In order to show (and see myself) how different movements of the ADA price and operations in the DJED system play out, I am constructing a toy example in the following. (I do not consider the different kinds of fees – see https://medium.com/cotinetwork/everything-you-need-to-know-about-djeds-fees-413ac2c6a55f – in this example.)

The operations that are possible – minting and burning DJED (the stablecoin) and SHEN (the reservecoin) – are shown in this graphic from the FAQ:

In our example, we start at an exchange rate of 0.5 USD/ADA or 2 ADA/USD – close to the current exchange rate. This means that people could mint DJED for 2 ADA/DJED, but this is not allowed at the beginning, since the reserve is empty and after minting the DJED we would be way below the minimal reserve ratio of 400% (exactly at 100%).

First, some people have to mint SHEN and put enough ADA into the reserve. (This would also be disallowed, because the reserve ratio would be ∞ after that, but in the paper – and hopefully in the implementation – there is an exception that minting SHEN is also allowed below a certain number of DJED in circulation to allow bootstrapping the system.) The initial price of SHEN is set to 1 ADA/SHEN. So, some of our example people buy/mint 600 SHEN for 600 ADA (worth 300 USD currently).
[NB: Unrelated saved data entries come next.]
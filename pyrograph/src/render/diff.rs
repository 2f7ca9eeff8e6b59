//! Differential flame graphs
//!
//! Merges a "before" and an "after" profile into one tree. Each node keeps
//! both inclusive counts. Geometry uses the average of the node's share of
//! each profile's total, which is additive (children never outweigh their
//! parent) and keeps frames that vanished from one side visible. Color
//! encodes the change in share: red grew, blue shrank, gray unchanged.

use std::collections::BTreeMap;
use std::io::Write;

use super::color::{delta_color, NEUTRAL_GRAY};
use super::layout::{compute_layout, LayoutTree};
use super::svg::{percent, write_details, write_footer, write_frame, write_header, SvgOptions};
use crate::aggregation::{FoldedStacks, FrameTree, NodeId, TreeConfig, ROOT_NAME};
use crate::domain::RenderError;

/// Header height leaving room for the legend row
const DIFF_HEADER: u32 = 100;

const LEGEND_Y: u32 = 52;
const IMPROVEMENT_SWATCH: &str = "rgb(100,120,255)";
const REGRESSION_SWATCH: &str = "rgb(255,80,80)";

#[derive(Debug, Clone)]
pub struct DiffNode {
    pub name: String,
    pub before: u64,
    pub after: u64,
    pub depth: usize,
    children: BTreeMap<String, usize>,
}

/// Merged before/after call tree
#[derive(Debug, Clone)]
pub struct DiffTree {
    nodes: Vec<DiffNode>,
    before_total: u64,
    after_total: u64,
    max_depth: usize,
}

impl DiffTree {
    /// Build from two folded profiles
    #[must_use]
    pub fn from_profiles(before: &FoldedStacks, after: &FoldedStacks, config: TreeConfig) -> Self {
        Self::from_trees(&FrameTree::from_folded(before, config), &FrameTree::from_folded(after, config))
    }

    /// Merge two frame trees by child name at every level
    #[must_use]
    pub fn from_trees(before: &FrameTree, after: &FrameTree) -> Self {
        let mut tree = Self {
            nodes: vec![DiffNode {
                name: ROOT_NAME.to_string(),
                before: before.total_samples(),
                after: after.total_samples(),
                depth: 0,
                children: BTreeMap::new(),
            }],
            before_total: before.total_samples(),
            after_total: after.total_samples(),
            max_depth: 0,
        };

        let mut pending: Vec<(usize, Option<NodeId>, Option<NodeId>)> =
            vec![(0, Some(before.root()), Some(after.root()))];

        while let Some((parent, before_id, after_id)) = pending.pop() {
            let mut merged: BTreeMap<&str, (Option<NodeId>, Option<NodeId>)> = BTreeMap::new();
            if let Some(id) = before_id {
                for child in before.node(id).children() {
                    merged.entry(before.node(child).name.as_str()).or_default().0 = Some(child);
                }
            }
            if let Some(id) = after_id {
                for child in after.node(id).children() {
                    merged.entry(after.node(child).name.as_str()).or_default().1 = Some(child);
                }
            }

            let depth = tree.nodes[parent].depth + 1;
            for (name, (b, a)) in merged {
                let id = tree.nodes.len();
                tree.nodes.push(DiffNode {
                    name: name.to_string(),
                    before: b.map_or(0, |b| before.node(b).inclusive),
                    after: a.map_or(0, |a| after.node(a).inclusive),
                    depth,
                    children: BTreeMap::new(),
                });
                tree.nodes[parent].children.insert(name.to_string(), id);
                tree.max_depth = tree.max_depth.max(depth);
                pending.push((id, b, a));
            }
        }

        tree
    }

    #[must_use]
    pub fn before_total(&self) -> u64 {
        self.before_total
    }

    #[must_use]
    pub fn after_total(&self) -> u64 {
        self.after_total
    }

    /// Node reached by following a root-first path of names
    #[must_use]
    pub fn find(&self, path: &[&str]) -> Option<&DiffNode> {
        let mut current = 0;
        for name in path {
            current = *self.nodes[current].children.get(*name)?;
        }
        Some(&self.nodes[current])
    }

    /// Fraction of each profile's samples inside `node`
    #[allow(clippy::cast_precision_loss)]
    fn rates(&self, node: &DiffNode) -> (f64, f64) {
        let rate = |count: u64, total: u64| if total == 0 { 0.0 } else { count as f64 / total as f64 };
        (rate(node.before, self.before_total), rate(node.after, self.after_total))
    }
}

impl LayoutTree for DiffTree {
    type Id = usize;

    fn root(&self) -> usize {
        0
    }

    fn weight(&self, id: usize) -> f64 {
        let (before, after) = self.rates(&self.nodes[id]);
        (before + after) / 2.0
    }

    fn name(&self, id: usize) -> &str {
        &self.nodes[id].name
    }

    fn children(&self, id: usize) -> Vec<usize> {
        self.nodes[id].children.values().copied().collect()
    }

    fn max_depth(&self) -> usize {
        self.max_depth
    }
}

/// Render a differential flame graph
///
/// # Errors
/// - [`RenderError::NoSamples`] if either profile is empty
/// - [`RenderError::InvalidWidth`] for a canvas narrower than its margins
/// - [`RenderError::Io`] if writing fails
pub fn render_diff<W: Write>(tree: &DiffTree, options: &SvgOptions, mut out: W) -> Result<(), RenderError> {
    if tree.before_total == 0 || tree.after_total == 0 {
        return Err(RenderError::NoSamples);
    }

    let mut config = options.layout.clone();
    config.header = config.header.max(DIFF_HEADER);
    let layout = compute_layout(tree, &config)?;

    let subtitle = format!(
        "Before: {} samples, After: {} samples. Ctrl+F to search.",
        tree.before_total, tree.after_total
    );
    write_header(&mut out, &layout, &options.title, &subtitle)?;
    write_legend(&mut out, layout.width / 2)?;
    write_details(&mut out, &layout)?;

    for rect in &layout.rects {
        let node = &tree.nodes[rect.id];
        let (before_rate, after_rate) = tree.rates(node);
        let fill = if rect.depth == 0 { NEUTRAL_GRAY } else { delta_color(before_rate, after_rate) };

        let before_pct = percent(node.before, tree.before_total);
        let after_pct = percent(node.after, tree.after_total);
        let delta = after_pct - before_pct;
        let sign = if delta >= 0.0 { "+" } else { "" };
        let tooltip = format!(
            "{} (before: {} [{before_pct:.1}%], after: {} [{after_pct:.1}%], delta: {sign}{delta:.1}%)",
            node.name, node.before, node.after
        );
        write_frame(&mut out, rect, &node.name, &tooltip, fill, &config)?;
    }

    write_footer(&mut out)
}

/// [`render_diff`] into a string
///
/// # Errors
/// As [`render_diff`].
pub fn render_diff_to_string(tree: &DiffTree, options: &SvgOptions) -> Result<String, RenderError> {
    let mut buffer = Vec::new();
    render_diff(tree, options, &mut buffer)?;
    Ok(String::from_utf8_lossy(&buffer).into_owned())
}

fn write_legend<W: Write>(out: &mut W, center: u32) -> Result<(), RenderError> {
    let swatch_y = LEGEND_Y - 10;
    let left = center.saturating_sub(160);
    writeln!(
        out,
        r#"<rect x="{left}" y="{swatch_y}" width="16" height="12" fill="{IMPROVEMENT_SWATCH}" rx="2" />"#
    )?;
    writeln!(
        out,
        r##"<text x="{}" y="{LEGEND_Y}" font-size="11" font-family="sans-serif" fill="#333">Improvement (less CPU)</text>"##,
        left + 20
    )?;
    writeln!(
        out,
        r#"<rect x="{}" y="{swatch_y}" width="16" height="12" fill="{REGRESSION_SWATCH}" rx="2" />"#,
        center + 40
    )?;
    writeln!(
        out,
        r##"<text x="{}" y="{LEGEND_Y}" font-size="11" font-family="sans-serif" fill="#333">Regression (more CPU)</text>"##,
        center + 60
    )?;
    Ok(())
}

#[cfg(test)]
mod tests {
    use super::*;

    fn diff(before: &str, after: &str) -> DiffTree {
        DiffTree::from_profiles(
            &FoldedStacks::parse_str(before),
            &FoldedStacks::parse_str(after),
            TreeConfig::default(),
        )
    }

    #[test]
    fn test_merged_counts() {
        let tree = diff("main;a 3\nmain;b 1\n", "main;a 1\nmain;c 1\n");
        assert_eq!((tree.before_total(), tree.after_total()), (4, 2));

        let node = |path: &[&str]| tree.find(path).map(|n| (n.before, n.after));
        assert_eq!(node(&["main"]), Some((4, 2)));
        assert_eq!(node(&["main", "a"]), Some((3, 1)));
        assert_eq!(node(&["main", "b"]), Some((1, 0)));
        assert_eq!(node(&["main", "c"]), Some((0, 1)));
    }

    #[test]
    fn test_weights_are_additive() {
        let tree = diff("main;a 3\nmain;b 1\n", "main;a 1\nmain;c 1\n");
        let main = tree.children(tree.root())[0];
        let sum: f64 = tree.children(main).iter().map(|&c| tree.weight(c)).sum();
        assert!((sum - tree.weight(main)).abs() < 1e-12);
        assert!((tree.weight(tree.root()) - 1.0).abs() < 1e-12);
    }

    #[test]
    fn test_tooltips_and_colors() {
        let tree = diff("main;a 3\nmain;b 1\n", "main;a 1\nmain;c 1\n");
        let svg = render_diff_to_string(&tree, &SvgOptions::default()).expect("render");

        assert!(svg.contains("Before: 4 samples, After: 2 samples."));
        assert!(svg.contains("<title>a (before: 3 [75.0%], after: 1 [50.0%], delta: -25.0%)</title>"));
        assert!(svg.contains("<title>c (before: 0 [0.0%], after: 1 [50.0%], delta: +50.0%)</title>"));
        assert!(svg.contains("<title>main (before: 4 [100.0%], after: 2 [100.0%], delta: +0.0%)</title>"));
        assert!(svg.contains("Improvement (less CPU)"));
        assert!(svg.contains("Regression (more CPU)"));
        // c went from 0% to 50%: full-intensity red
        assert!(svg.contains(r#"fill="rgb(255,60,60)""#));
    }

    #[test]
    fn test_empty_side_is_no_samples() {
        let tree = diff("main 1\n", "# nothing\n");
        let result = render_diff_to_string(&tree, &SvgOptions::default());
        assert!(matches!(result, Err(RenderError::NoSamples)));
    }
}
After that, some other example people can buy/mint 100 DJED for 200 ADA (worth 100 USD). After this we have 800 ADA (worth 400 USD) in the reserve. For the 100 DJED in circulation at the current exchange rate of 2 ADA/DJED, 200 ADA (worth 100 USD) are needed as liabilities. The reserve ratio is 800 ADA/200 ADA=400%. The remaining 600 ADA (worth 300 USD) in the reserve are equity divided among the 600 SHEN in circulation leading to 1 ADA/SHEN (worth 0.5 USD/SHEN).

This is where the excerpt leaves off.